99.995% uptime equals 27 minutes of downtime per year or less. But what it really means is the level of credibility your company has in the marketplace.
We live in a real-time world. Customer facing computer systems sell your products. Manufacturing systems ensure production and quality in the products you make. Internal systems keep employees productive. Minutes of downtime can cost thousands of dollars. Data center downtime costs your company revenue, profits and credibility.
So how do you achieve high levels of uptime?
First, understand the cost of downtime. What does it cost your company to have critical systems down? Downtime is often calculated per application. Knowing the cost helps you focus efforts on data center uptime where it counts most.
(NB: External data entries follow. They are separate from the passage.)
//! Utility module for the Nxt2 wallet.
//!
//! Amount formatting for display and serde helpers for the node's loosely typed JSON numbers.
/// Conversion between minor units and decimal strings
pub mod amount;
/// Deserializers for numbers the node sends either as JSON numbers or decimal strings
pub mod json;

pub use amount::{AmountError, format_amount, parse_amount};
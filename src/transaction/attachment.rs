//! Type-specific transaction attachments.

use serde::{Deserialize, Serialize};

use super::chain::NodeConstants;
use super::codec::{ByteReader, CodecError};

pub const TYPE_PAYMENT: i8 = 0;
pub const SUBTYPE_ORDINARY_PAYMENT: i8 = 0;
/// Coin exchange on a child chain.
pub const TYPE_COIN_EXCHANGE: i8 = 11;
/// Coin exchange on the parent chain.
pub const TYPE_FXT_COIN_EXCHANGE: i8 = -4;
pub const SUBTYPE_ORDER_ISSUE: i8 = 0;

/// Decoded attachment of a transaction.
#[derive(Debug, Clone, PartialEq, Eq, Serialize, Deserialize)]
pub enum Attachment {
	/// Ordinary payments carry no attachment bytes.
	OrdinaryPayment,
	ExchangeOrderIssue(OrderIssueAttachment),
	/// Attachment of a type the wallet does not interpret, kept byte for byte.
	Opaque(Vec<u8>),
}

impl Attachment {
	/// Decode the attachment for `(tx_type, subtype)` from the reader.
	///
	/// Opaque attachments consume everything that is left in the buffer.
	pub(crate) fn read(
		reader: &mut ByteReader<'_>,
		tx_type: i8,
		subtype: i8,
		constants: &NodeConstants,
	) -> Result<Self, CodecError> {
		match (tx_type, subtype) {
			(TYPE_PAYMENT, SUBTYPE_ORDINARY_PAYMENT) => Ok(Attachment::OrdinaryPayment),
			(TYPE_COIN_EXCHANGE | TYPE_FXT_COIN_EXCHANGE, SUBTYPE_ORDER_ISSUE) => Ok(
				Attachment::ExchangeOrderIssue(OrderIssueAttachment::read(reader, constants)?),
			),
			_ => Ok(Attachment::Opaque(reader.remaining().to_vec())),
		}
	}

	pub(crate) fn write(&self, out: &mut Vec<u8>) {
		match self {
			Attachment::OrdinaryPayment => {}
			Attachment::ExchangeOrderIssue(order) => order.write(out),
			Attachment::Opaque(bytes) => out.extend_from_slice(bytes),
		}
	}

	pub fn len(&self) -> usize {
		match self {
			Attachment::OrdinaryPayment => 0,
			Attachment::ExchangeOrderIssue(_) => OrderIssueAttachment::LENGTH,
			Attachment::Opaque(bytes) => bytes.len(),
		}
	}

	pub fn is_empty(&self) -> bool {
		self.len() == 0
	}
}

/// Order to exchange coins of `chain_id` for coins of `exchange_chain_id`.
#[derive(Debug, Clone, PartialEq, Eq, Serialize, Deserialize)]
pub struct OrderIssueAttachment {
	pub chain_id: u32,
	pub exchange_chain_id: u32,
	/// Amount of `exchange_chain_id` coins to buy, in its minor units.
	pub quantity: i64,
	/// Price per whole `exchange_chain_id` coin, in `chain_id` minor units.
	pub price: i64,
}

impl OrderIssueAttachment {
	pub const VERSION: u8 = 1;
	pub const LENGTH: usize = 1 + 4 + 4 + 8 + 8;

	fn read(reader: &mut ByteReader<'_>, constants: &NodeConstants) -> Result<Self, CodecError> {
		let version = reader.read_u8()?;
		if version != Self::VERSION {
			return Err(CodecError::UnsupportedAttachmentVersion(version));
		}
		let chain_id = constants.require_chain(reader.read_i32()? as i64)?.id;
		let exchange_chain_id = constants.require_chain(reader.read_i32()? as i64)?.id;
		Ok(Self {
			chain_id,
			exchange_chain_id,
			quantity: reader.read_i64()?,
			price: reader.read_i64()?,
		})
	}

	fn write(&self, out: &mut Vec<u8>) {
		out.push(Self::VERSION);
		out.extend_from_slice(&(self.chain_id as i32).to_le_bytes());
		out.extend_from_slice(&(self.exchange_chain_id as i32).to_le_bytes());
		out.extend_from_slice(&self.quantity.to_le_bytes());
		out.extend_from_slice(&self.price.to_le_bytes());
	}
}
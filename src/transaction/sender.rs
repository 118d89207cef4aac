//! Validation, signing and broadcasting of outgoing transactions.
//!
//! The node builds the unsigned transaction; the wallet decodes the returned bytes, checks them
//! against what was asked for, signs locally and broadcasts the signed bytes. The secret phrase
//! never leaves the process.

use std::sync::Arc;
use tracing::{debug, info, warn};

use super::attachment::{
	Attachment, SUBTYPE_ORDINARY_PAYMENT, TYPE_COIN_EXCHANGE, TYPE_FXT_COIN_EXCHANGE, TYPE_PAYMENT,
};
use super::builder::TransactionError;
use super::chain::{Chain, NodeConstants, PARENT_CHAIN_ID};
use super::codec::TransactionBytes;
use crate::crypto;
use crate::node::{ExchangeParams, NodeClient, PaymentParams};
use crate::utils::format_amount;

/// A payment to send.
#[derive(Debug, Clone, PartialEq, Eq)]
pub struct Payment {
	pub chain_id: u32,
	pub recipient_id: u64,
	pub amount: i64,
	/// 0 accepts whatever fee the node computes from the bundler rate.
	pub fee: i64,
}

/// An order to buy `quantity` coins of `exchange_chain_id` paying `price` per whole coin.
#[derive(Debug, Clone, PartialEq, Eq)]
pub struct ExchangeOrder {
	pub chain_id: u32,
	pub exchange_chain_id: u32,
	pub quantity: i64,
	pub price: i64,
	/// 0 accepts whatever fee the node computes from the bundler rate.
	pub fee: i64,
}

/// Submits transactions for the session's account.
#[derive(Clone)]
pub struct TransactionSender {
	client: NodeClient,
	constants: Arc<NodeConstants>,
}

impl TransactionSender {
	pub fn new(client: NodeClient, constants: Arc<NodeConstants>) -> Self {
		Self { client, constants }
	}

	/// Send coins to another account.
	///
	/// # Arguments
	/// * `payment` - Chain, recipient, amount and fee.
	/// * `secret_phrase` - Secret phrase of the sending account.
	///
	/// # Returns
	/// The signed transaction as broadcast.
	pub async fn send_money(
		&self,
		payment: &Payment,
		secret_phrase: &str,
	) -> Result<TransactionBytes, TransactionError> {
		let chain = self.constants.require_chain(payment.chain_id as i64)?;
		if payment.amount <= 0 {
			return Err(TransactionError::ValidationError(format!(
				"Payment amount {} must be positive",
				payment.amount
			)));
		}
		check_fee(payment.fee)?;

		let public_key = crypto::public_key(secret_phrase)?;
		let sender_id = crypto::account_id(&public_key);
		self.ensure_sufficient_balance(sender_id, chain, payment.amount, payment.fee)
			.await?;
		let fee_rate = self.fee_rate(chain, payment.fee).await?;

		let unsigned = self
			.client
			.send_money(&PaymentParams {
				chain: &chain.name,
				recipient_id: payment.recipient_id,
				amount: payment.amount,
				fee: payment.fee,
				fee_rate,
				public_key,
			})
			.await?;
		let tx = self.decode_unsigned(&unsigned.bytes_hex)?;
		validate_payment(&tx, payment, &public_key)?;

		self.sign_and_broadcast(tx, secret_phrase).await
	}

	/// Place a coin exchange order.
	///
	/// # Arguments
	/// * `order` - Chains, quantity, price and fee.
	/// * `secret_phrase` - Secret phrase of the ordering account.
	///
	/// # Returns
	/// The signed transaction as broadcast.
	pub async fn exchange_coins(
		&self,
		order: &ExchangeOrder,
		secret_phrase: &str,
	) -> Result<TransactionBytes, TransactionError> {
		let chain = self.constants.require_chain(order.chain_id as i64)?;
		let exchange_chain = self.constants.require_chain(order.exchange_chain_id as i64)?;
		if chain.id == exchange_chain.id {
			return Err(TransactionError::ValidationError(format!(
				"Cannot exchange {} for itself",
				chain.name
			)));
		}
		if order.quantity <= 0 || order.price <= 0 {
			return Err(TransactionError::ValidationError(
				"Order quantity and price must be positive".to_string(),
			));
		}
		check_fee(order.fee)?;

		let public_key = crypto::public_key(secret_phrase)?;
		let sender_id = crypto::account_id(&public_key);
		let cost = order_cost(order.quantity, order.price, exchange_chain)?;
		self.ensure_sufficient_balance(sender_id, chain, cost, order.fee)
			.await?;
		// The parent chain takes no bundler rate.
		let fee_rate = if exchange_chain.id == PARENT_CHAIN_ID {
			0
		} else {
			self.fee_rate(chain, order.fee).await?
		};

		let unsigned = self
			.client
			.exchange_coins(&ExchangeParams {
				chain: &chain.name,
				exchange_chain: &exchange_chain.name,
				quantity: order.quantity,
				price: order.price,
				fee: order.fee,
				fee_rate,
				public_key,
			})
			.await?;
		let tx = self.decode_unsigned(&unsigned.bytes_hex)?;
		validate_exchange(&tx, order, &public_key)?;

		self.sign_and_broadcast(tx, secret_phrase).await
	}

	/// Reject a spend of `amount + fee` above the unconfirmed balance.
	async fn ensure_sufficient_balance(
		&self,
		account_id: u64,
		chain: &Chain,
		amount: i64,
		fee: i64,
	) -> Result<(), TransactionError> {
		let balance = self.client.get_balance(account_id, chain).await?;
		let required = amount.saturating_add(fee);
		if required > balance.unconfirmed {
			return Err(TransactionError::InsufficientBalance(format!(
				"{} {} required, {} {} available",
				display_amount(required, chain.decimals),
				chain.name,
				display_amount(balance.unconfirmed, chain.decimals),
				chain.name
			)));
		}
		Ok(())
	}

	/// Bundler fee rate for a child chain transaction whose fee the node should compute.
	async fn fee_rate(&self, chain: &Chain, fee: i64) -> Result<u64, TransactionError> {
		if chain.id == PARENT_CHAIN_ID || fee != 0 {
			return Ok(0);
		}
		let rate = self
			.client
			.get_bundler_rates()
			.await?
			.into_iter()
			.find(|rate| rate.chain == chain.id)
			.map(|rate| rate.min_rate)
			.unwrap_or(0);
		if rate == 0 {
			warn!("No bundler rate available for {}", chain.name);
		}
		debug!("Using fee rate {} for {}", rate, chain.name);
		Ok(rate)
	}

	fn decode_unsigned(&self, bytes_hex: &str) -> Result<TransactionBytes, TransactionError> {
		let bytes = hex::decode(bytes_hex).map_err(|e| {
			TransactionError::ValidationError(format!("Unsigned transaction is not hex: {}", e))
		})?;
		let tx = TransactionBytes::parse(&bytes, &self.constants)?;
		if tx.header().is_signed() {
			return Err(TransactionError::ValidationError(
				"Node returned a signed transaction".to_string(),
			));
		}
		Ok(tx)
	}

	async fn sign_and_broadcast(
		&self,
		mut tx: TransactionBytes,
		secret_phrase: &str,
	) -> Result<TransactionBytes, TransactionError> {
		let signature = crypto::sign(&tx.unsigned_bytes(), secret_phrase)?;
		tx.set_signature(signature);
		let full_hash = hex::encode(tx.full_hash());

		let result = self.client.broadcast_transaction(&tx.to_bytes()).await?;
		if !result.full_hash.eq_ignore_ascii_case(&full_hash) {
			return Err(TransactionError::ValidationError(format!(
				"Node reported full hash {} for transaction {}",
				result.full_hash, full_hash
			)));
		}
		info!(
			"Broadcast transaction {} ({})",
			tx.id(),
			self.constants
				.type_label(tx.header().tx_type, tx.header().subtype)
		);
		Ok(tx)
	}
}

fn display_amount(amount: i64, decimals: u32) -> String {
	format_amount(amount, decimals).unwrap_or_else(|_| amount.to_string())
}

fn check_fee(fee: i64) -> Result<(), TransactionError> {
	if fee < 0 {
		return Err(TransactionError::ValidationError(format!(
			"Fee {} is negative",
			fee
		)));
	}
	Ok(())
}

/// Coins of the order's chain paid for `quantity` minor units of the exchange chain.
fn order_cost(quantity: i64, price: i64, exchange_chain: &Chain) -> Result<i64, TransactionError> {
	let one_coin = exchange_chain.one_coin().ok_or_else(|| {
		TransactionError::ValidationError(format!(
			"Chain {} has too many decimal places",
			exchange_chain.name
		))
	})?;
	let cost = quantity as i128 * price as i128 / one_coin as i128;
	i64::try_from(cost)
		.map_err(|_| TransactionError::ValidationError("Order cost overflows".to_string()))
}

fn mismatch(
	field: &str,
	expected: impl std::fmt::Display,
	actual: impl std::fmt::Display,
) -> TransactionError {
	TransactionError::ValidationError(format!(
		"Transaction {} is {}, expected {}",
		field, actual, expected
	))
}

fn validate_common(
	tx: &TransactionBytes,
	chain_id: u32,
	fee: i64,
	public_key: &[u8; 32],
) -> Result<(), TransactionError> {
	let header = tx.header();
	if header.chain_id != chain_id {
		return Err(mismatch("chain", chain_id, header.chain_id));
	}
	if &header.sender_public_key != public_key {
		return Err(mismatch(
			"sender",
			crypto::account_id(public_key),
			header.sender_id(),
		));
	}
	if fee != 0 && header.fee != fee {
		return Err(mismatch("fee", fee, header.fee));
	}
	Ok(())
}

/// Check a node-built payment against the request.
pub(crate) fn validate_payment(
	tx: &TransactionBytes,
	payment: &Payment,
	public_key: &[u8; 32],
) -> Result<(), TransactionError> {
	validate_common(tx, payment.chain_id, payment.fee, public_key)?;
	let header = tx.header();
	if (header.tx_type, header.subtype) != (TYPE_PAYMENT, SUBTYPE_ORDINARY_PAYMENT) {
		return Err(mismatch(
			"type",
			format!("{}/{}", TYPE_PAYMENT, SUBTYPE_ORDINARY_PAYMENT),
			format!("{}/{}", header.tx_type, header.subtype),
		));
	}
	if header.recipient_id != payment.recipient_id {
		return Err(mismatch("recipient", payment.recipient_id, header.recipient_id));
	}
	if header.amount != payment.amount {
		return Err(mismatch("amount", payment.amount, header.amount));
	}
	Ok(())
}

/// Check a node-built exchange order against the request.
pub(crate) fn validate_exchange(
	tx: &TransactionBytes,
	order: &ExchangeOrder,
	public_key: &[u8; 32],
) -> Result<(), TransactionError> {
	validate_common(tx, order.chain_id, order.fee, public_key)?;
	let header = tx.header();
	if !matches!(header.tx_type, TYPE_COIN_EXCHANGE | TYPE_FXT_COIN_EXCHANGE) {
		return Err(mismatch("type", TYPE_COIN_EXCHANGE, header.tx_type));
	}
	let Attachment::ExchangeOrderIssue(attachment) = tx.attachment() else {
		return Err(TransactionError::ValidationError(
			"Transaction has no order issue attachment".to_string(),
		));
	};
	if attachment.chain_id != order.chain_id {
		return Err(mismatch("order chain", order.chain_id, attachment.chain_id));
	}
	if attachment.exchange_chain_id != order.exchange_chain_id {
		return Err(mismatch(
			"exchange chain",
			order.exchange_chain_id,
			attachment.exchange_chain_id,
		));
	}
	if attachment.quantity != order.quantity {
		return Err(mismatch("quantity", order.quantity, attachment.quantity));
	}
	if attachment.price != order.price {
		return Err(mismatch("price", order.price, attachment.price));
	}
	Ok(())
}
Second, make sure your data center facilities have at least 2 of every critical component. This is known as 2N or N+N data center redundancy. Anything less than two utility feeds, two generators, two UPS systems and two HVAC systems puts you at risk for data center downtime. You can also improve uptime by using hardened data center facilities, built to withstand the regional risks. F5 tornado resistant data centers are important in the midwest.
Third, build your systems and applications using the same 2N architecture to protect against failure and to allow for concurrent maintainability.
Your data center uptime is your system reliability. Your system reliability is your credibility in the marketplace. Can’t afford the data center capital costs of 2N architecture? Use the outsource data center facilities of Lifeline Data Centers. Call us at 317.423.2591.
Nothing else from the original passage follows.